Something they didn’t try was smacking them on the back of the head with a baseball bat. I think it would’ve worked, but I wasn’t there at the time and they didn’t ask me for my ideas. But anyway, the things they tried didn’t work at all. The yogis stayed in alpha, and their alpha rhythm didn’t respond at all to the annoying stimuli. By contrast, normal people sitting there who had relaxed enough to be in alpha would immediately come out of it from any of those stimuli.
What were the yogis doing? They were simply repeating some stimulus over and over. Either saying a word over and over to themselves (a mantra), or holding a picture in their mind’s eye, and when they drifted away into other thoughts, they brought their mind back to that picture or word.
Focus is what created the power.
The ability to stay with what you’re doing without getting your attention scattered by non-relevant stimuli is a vital component to your general effectiveness in life. Csikszentmihalyi wrote, “If the rock-climber were to worry about his job or his love life as he is hanging by his fingertips over the void, he would soon fall. The musician would hit a wrong note, the chess player would lose the game.”
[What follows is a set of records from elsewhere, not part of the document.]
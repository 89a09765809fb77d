//! Mathematical utilities for shape description

/// Least-squares circle approximation
pub mod circle;
/// Statistical shape moments
pub mod moments;
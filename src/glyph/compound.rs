//! Compound glyph construction
//!
//! A compound merges a seed glyph with nearby candidates to reach a better
//! classification. The adapter supplies everything role-specific: the search
//! region, the admissible target shapes, the grade floor, and a suitability
//! filter over candidates.

use log::debug;

use crate::glyph::evaluation::{Classifier, Evaluation, Origin};
use crate::glyph::geometry::Geometry;
use crate::glyph::shape::Shape;
use crate::glyph::{GlyphArena, GlyphId};
use crate::io::error::{OmrError, Result};
use crate::spatial::BoundingBox;

/// Role-specific policy for one compound search
pub trait CompoundAdapter {
    /// Absolute search region around the seed
    ///
    /// # Errors
    ///
    /// Propagates geometry failures of the seed glyph.
    fn reference_box(&self, arena: &mut GlyphArena, seed: GlyphId) -> Result<BoundingBox>;

    /// Whether a classified compound of this shape is acceptable
    fn is_shape_admissible(&self, shape: Shape) -> bool;

    /// Grade floor a compound evaluation must reach
    fn min_grade(&self) -> f64;

    /// Whether a pool glyph may participate at all
    fn is_candidate_suitable(&self, arena: &GlyphArena, candidate: GlyphId) -> bool;

    /// Rewrite the winning evaluation before it is committed
    ///
    /// The default stamps the algorithmic origin, since the grade no longer
    /// comes straight from the classifier.
    fn chosen_evaluation(&self, evaluation: Evaluation) -> Evaluation {
        Evaluation::new(evaluation.shape, evaluation.grade, Origin::Algorithm)
    }
}

/// Try to build a compound around a seed glyph
///
/// Every suitable pool glyph intersecting the adapter's reference box is
/// tried; the candidate whose (optionally seed-merged) pixel union classifies
/// best above the grade floor wins. With `include_seed` the winner is merged
/// with the seed into a new arena glyph; without it the winning candidate is
/// simply re-evaluated in place. Returns the resulting glyph, or `None` when
/// no candidate qualifies; absence of neighbors is expected, not an error.
///
/// # Errors
///
/// Returns an error if the seed is unknown or its geometry cannot be
/// computed.
pub fn build_compound(
    arena: &mut GlyphArena,
    classifier: &dyn Classifier,
    seed: GlyphId,
    include_seed: bool,
    pool: &[GlyphId],
    adapter: &dyn CompoundAdapter,
) -> Result<Option<GlyphId>> {
    let region = adapter.reference_box(arena, seed)?;
    let interline = arena
        .get(seed)
        .ok_or(OmrError::UnknownGlyph { glyph: seed })?
        .interline();

    let mut best: Option<(GlyphId, Evaluation)> = None;

    for &candidate in pool {
        if candidate == seed || arena.ancestor_of(candidate) != candidate {
            continue;
        }
        if !adapter.is_candidate_suitable(arena, candidate) {
            continue;
        }
        let Some(glyph) = arena.get_mut(candidate) else {
            continue;
        };
        if glyph.is_virtual() || !glyph.intersects(&region) {
            continue;
        }

        let trial = trial_points(arena, seed, candidate, include_seed);
        let Some(geometry) = Geometry::compute(&trial, interline) else {
            continue;
        };
        let Some(evaluation) = classifier.evaluate(&geometry, adapter.min_grade()) else {
            continue;
        };
        if !adapter.is_shape_admissible(evaluation.shape) {
            continue;
        }

        let better = best
            .as_ref()
            .is_none_or(|(_, held)| held.compare_grade(&evaluation).is_lt());
        if better {
            best = Some((candidate, evaluation));
        }
    }

    let Some((winner, evaluation)) = best else {
        return Ok(None);
    };
    let chosen = adapter.chosen_evaluation(evaluation);

    let result = if include_seed {
        let compound = arena.merge(&[seed, winner], interline)?;
        if let Some(glyph) = arena.get_mut(compound) {
            glyph.set_evaluation(chosen);
        }
        compound
    } else {
        if let Some(glyph) = arena.get_mut(winner) {
            glyph.set_evaluation(chosen);
        }
        winner
    };

    debug!(
        "compound for seed #{seed}: glyph #{result} as {:?} (grade {:.2})",
        chosen.shape, chosen.grade
    );
    Ok(Some(result))
}

fn trial_points(
    arena: &GlyphArena,
    seed: GlyphId,
    candidate: GlyphId,
    include_seed: bool,
) -> Vec<[i32; 2]> {
    let mut points = Vec::new();
    if include_seed {
        if let Some(glyph) = arena.get(seed) {
            points.extend_from_slice(glyph.pixels());
        }
    }
    if let Some(glyph) = arena.get(candidate) {
        points.extend_from_slice(glyph.pixels());
    }
    points.sort_unstable();
    points.dedup();
    points
}
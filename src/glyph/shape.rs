//! Closed shape vocabulary and shape-set taxonomy
//!
//! Shape sets are fixed-size bit sets over the vocabulary, built once at
//! startup and passed by reference into validators; they are never mutated
//! afterwards.

use std::sync::OnceLock;

use bitvec::prelude::{BitVec, bitvec};

/// Symbolic label for a glyph's musical meaning
#[derive(Debug, Clone, Copy, PartialEq, Eq, Hash)]
pub enum Shape {
    /// Filled note head (quarter and shorter)
    NoteheadBlack,
    /// Hollow note head (half note)
    NoteheadVoid,
    /// Whole note
    WholeNote,
    /// Breve note
    BreveNote,
    /// Vertical note stem
    Stem,
    /// Ledger line chunk outside the staff
    Ledger,
    /// Dot of undetermined role
    Dot,
    /// Dot augmenting the duration of a chord
    AugmentationDot,
    /// Dot pair marking a repeat barline
    RepeatDots,
    /// Staccato articulation dot
    Staccato,
    /// Thin barline
    ThinBarline,
    /// Thick barline
    ThickBarline,
    /// Whole rest
    WholeRest,
    /// Half rest
    HalfRest,
    /// Quarter rest
    QuarterRest,
}

impl Shape {
    /// Every shape of the vocabulary, in declaration order
    pub const ALL: [Self; 15] = [
        Self::NoteheadBlack,
        Self::NoteheadVoid,
        Self::WholeNote,
        Self::BreveNote,
        Self::Stem,
        Self::Ledger,
        Self::Dot,
        Self::AugmentationDot,
        Self::RepeatDots,
        Self::Staccato,
        Self::ThinBarline,
        Self::ThickBarline,
        Self::WholeRest,
        Self::HalfRest,
        Self::QuarterRest,
    ];

    /// Size of the vocabulary
    pub const COUNT: usize = Self::ALL.len();

    /// Position of this shape in the vocabulary
    pub const fn index(self) -> usize {
        self as usize
    }

    /// Whether this shape is a rest of any duration
    pub const fn is_rest(self) -> bool {
        matches!(self, Self::WholeRest | Self::HalfRest | Self::QuarterRest)
    }

    /// Whether this shape is specifically a whole (or breve-length) rest
    pub const fn is_whole_rest(self) -> bool {
        matches!(self, Self::WholeRest)
    }

    /// Whether this shape is a barline
    pub const fn is_barline(self) -> bool {
        matches!(self, Self::ThinBarline | Self::ThickBarline)
    }

    /// Whether this shape is one of the dot roles (or the undetermined dot)
    pub const fn is_dot_variant(self) -> bool {
        matches!(
            self,
            Self::Dot | Self::AugmentationDot | Self::RepeatDots | Self::Staccato
        )
    }
}

/// Fixed-size bit set over the shape vocabulary
///
/// Provides O(1) membership testing for neighbor vocabularies and
/// admissibility filters.
#[derive(Debug, Clone)]
pub struct ShapeSet {
    bits: BitVec,
}

impl ShapeSet {
    /// Create an empty set
    pub fn new() -> Self {
        Self {
            bits: bitvec![0; Shape::COUNT],
        }
    }

    /// Create a set from the given shapes
    pub fn of(shapes: &[Shape]) -> Self {
        let mut set = Self::new();
        for &shape in shapes {
            set.insert(shape);
        }
        set
    }

    /// Insert a shape
    pub fn insert(&mut self, shape: Shape) {
        self.bits.set(shape.index(), true);
    }

    /// Test shape membership
    pub fn contains(&self, shape: Shape) -> bool {
        self.bits.get(shape.index()).as_deref() == Some(&true)
    }

    /// Create a new set containing the union
    #[must_use]
    pub fn union(&self, other: &Self) -> Self {
        let mut result = self.clone();
        result.bits |= &other.bits;
        result
    }

    /// Count shapes in the set
    pub fn count(&self) -> usize {
        self.bits.count_ones()
    }

    /// Test if no shapes are present
    pub fn is_empty(&self) -> bool {
        self.bits.not_any()
    }

    /// Extract the member shapes, in vocabulary order
    pub fn to_vec(&self) -> Vec<Shape> {
        self.bits
            .iter_ones()
            .filter_map(|index| Shape::ALL.get(index).copied())
            .collect()
    }
}

impl Default for ShapeSet {
    fn default() -> Self {
        Self::new()
    }
}

/// Process-wide immutable shape taxonomy
///
/// Built once and shared by reference; validators pick their neighbor
/// vocabularies from here instead of rebuilding sets per run.
#[derive(Debug)]
pub struct ShapeTables {
    /// Plain notes (whole and breve, drawn without stems)
    pub notes: ShapeSet,
    /// Stemmed note heads
    pub note_heads: ShapeSet,
    /// Rests of any duration
    pub rests: ShapeSet,
    /// Shapes acceptable as the touching neighbor of a valid ledger
    pub ledger_neighbors: ShapeSet,
    /// Shapes that survive re-segmentation passes unchanged
    pub persistent: ShapeSet,
}

impl ShapeTables {
    fn build() -> Self {
        let notes = ShapeSet::of(&[Shape::WholeNote, Shape::BreveNote]);
        let note_heads = ShapeSet::of(&[Shape::NoteheadBlack, Shape::NoteheadVoid]);
        let rests = ShapeSet::of(&[Shape::WholeRest, Shape::HalfRest, Shape::QuarterRest]);
        let ledger_neighbors = notes.union(&note_heads);
        let persistent = ShapeSet::of(&[Shape::ThinBarline, Shape::ThickBarline]);

        Self {
            notes,
            note_heads,
            rests,
            ledger_neighbors,
            persistent,
        }
    }

    /// The shared taxonomy instance
    pub fn global() -> &'static Self {
        static TABLES: OnceLock<ShapeTables> = OnceLock::new();
        TABLES.get_or_init(Self::build)
    }
}

#[cfg(test)]
mod tests {
    use super::*;

    #[test]
    fn test_vocabulary_indices_are_dense() {
        for (position, shape) in Shape::ALL.iter().enumerate() {
            assert_eq!(shape.index(), position);
        }
    }

    #[test]
    fn test_ledger_neighbors_cover_notes_and_heads() {
        let tables = ShapeTables::global();
        assert!(tables.ledger_neighbors.contains(Shape::NoteheadBlack));
        assert!(tables.ledger_neighbors.contains(Shape::WholeNote));
        assert!(!tables.ledger_neighbors.contains(Shape::Stem));
        assert_eq!(tables.ledger_neighbors.count(), 4);
    }

    #[test]
    fn test_set_union_and_to_vec() {
        let a = ShapeSet::of(&[Shape::Dot]);
        let b = ShapeSet::of(&[Shape::Staccato, Shape::Dot]);
        let union = a.union(&b);
        assert_eq!(union.to_vec(), vec![Shape::Dot, Shape::Staccato]);
        assert!(ShapeSet::new().is_empty());
    }
}
//! Corrective pattern validators
//!
//! A validator inspects one system for a specific misclassification pattern
//! and repairs or demotes the glyphs involved. Validators run as a suite
//! between classification and translation; each reports how many glyphs it
//! modified so the caller knows whether the working set must be purged again.

/// Ledger plausibility validation
pub mod ledger;

use log::info;

use crate::glyph::GlyphArena;
use crate::io::error::Result;
use crate::score::{Step, SystemInfo};

/// A corrective pass over one system's glyph interpretation
pub trait GlyphPattern {
    /// Stable name used in logs
    fn name(&self) -> &'static str;

    /// Inspect the system and repair or demote offending glyphs
    ///
    /// Returns the number of glyphs modified.
    ///
    /// # Errors
    ///
    /// Propagates glyph access and geometry failures.
    fn run(&mut self, arena: &mut GlyphArena, system: &mut SystemInfo) -> Result<usize>;
}

/// Run a suite of validators over one system
///
/// Previous pattern-step errors are dropped first, then each validator runs
/// once in order. Returns the total number of glyph modifications.
///
/// # Errors
///
/// Stops at and propagates the first validator failure.
pub fn run_patterns(
    arena: &mut GlyphArena,
    system: &mut SystemInfo,
    patterns: &mut [&mut dyn GlyphPattern],
) -> Result<usize> {
    system.errors.clear_step(Step::Patterns);

    let mut total = 0;
    for pattern in patterns {
        let modified = pattern.run(arena, system)?;
        if modified > 0 {
            info!(
                "system {}: pattern {} modified {modified} glyphs",
                system.id,
                pattern.name()
            );
        }
        total += modified;
    }
    Ok(total)
}
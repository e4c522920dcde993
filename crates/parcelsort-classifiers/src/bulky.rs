//! Bulkiness check

use crate::check::PackageCheck;
use crate::config::Thresholds;
use parcelsort_core::PackageMeasurement;

/// Flags packages that are too large for standard handling.
///
/// A package is bulky when its volume reaches `volume_cm3`, or when any single
/// dimension reaches `dimension_cm`.
#[derive(Debug, Clone, Copy, PartialEq)]
pub struct BulkinessCheck {
    volume_cm3: f64,
    dimension_cm: f64,
}

impl BulkinessCheck {
    /// Create a check with explicit limits
    pub fn new(volume_cm3: f64, dimension_cm: f64) -> Self {
        Self {
            volume_cm3,
            dimension_cm,
        }
    }

    /// Create a check from sorter thresholds
    pub fn from_thresholds(thresholds: &Thresholds) -> Self {
        Self::new(thresholds.volume_cm3, thresholds.dimension_cm)
    }

    /// Whether the volume alone makes the package bulky
    pub fn exceeds_volume(&self, package: &PackageMeasurement) -> bool {
        package.volume() >= self.volume_cm3
    }

    /// Whether any single dimension makes the package bulky
    pub fn exceeds_dimension(&self, package: &PackageMeasurement) -> bool {
        package
            .dimensions()
            .iter()
            .any(|&dimension| dimension >= self.dimension_cm)
    }
}

impl Default for BulkinessCheck {
    fn default() -> Self {
        Self::from_thresholds(&Thresholds::default())
    }
}

impl PackageCheck for BulkinessCheck {
    fn check(&self, package: &PackageMeasurement) -> bool {
        self.exceeds_volume(package) || self.exceeds_dimension(package)
    }

    fn name(&self) -> &str {
        "bulky"
    }
}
If you can set a goal and stay with it through all the normal distractions of our modern world day after day until you reach your goal, you are in possession of a power to be reckoned with!
Focus creates power. Even my repetition of this principle here is creating a certain amount of focus.
But repetition is boring, isn’t it? Let’s look at that for a moment. Boredom means what? It’s an unpleasant state characterized by a wandering mind. Your mind wanders, which is the opposite of focus.
When you’re repeating your slotras, and your mind wanders, you can handle it in one of two ways. I don’t know which way is best. Either you can wait until you notice your mind has wandered, and then gently bring it back to repeating the slotra again. That’s the peaceful way. If you have too much stress in your life, that’s the one I recommend.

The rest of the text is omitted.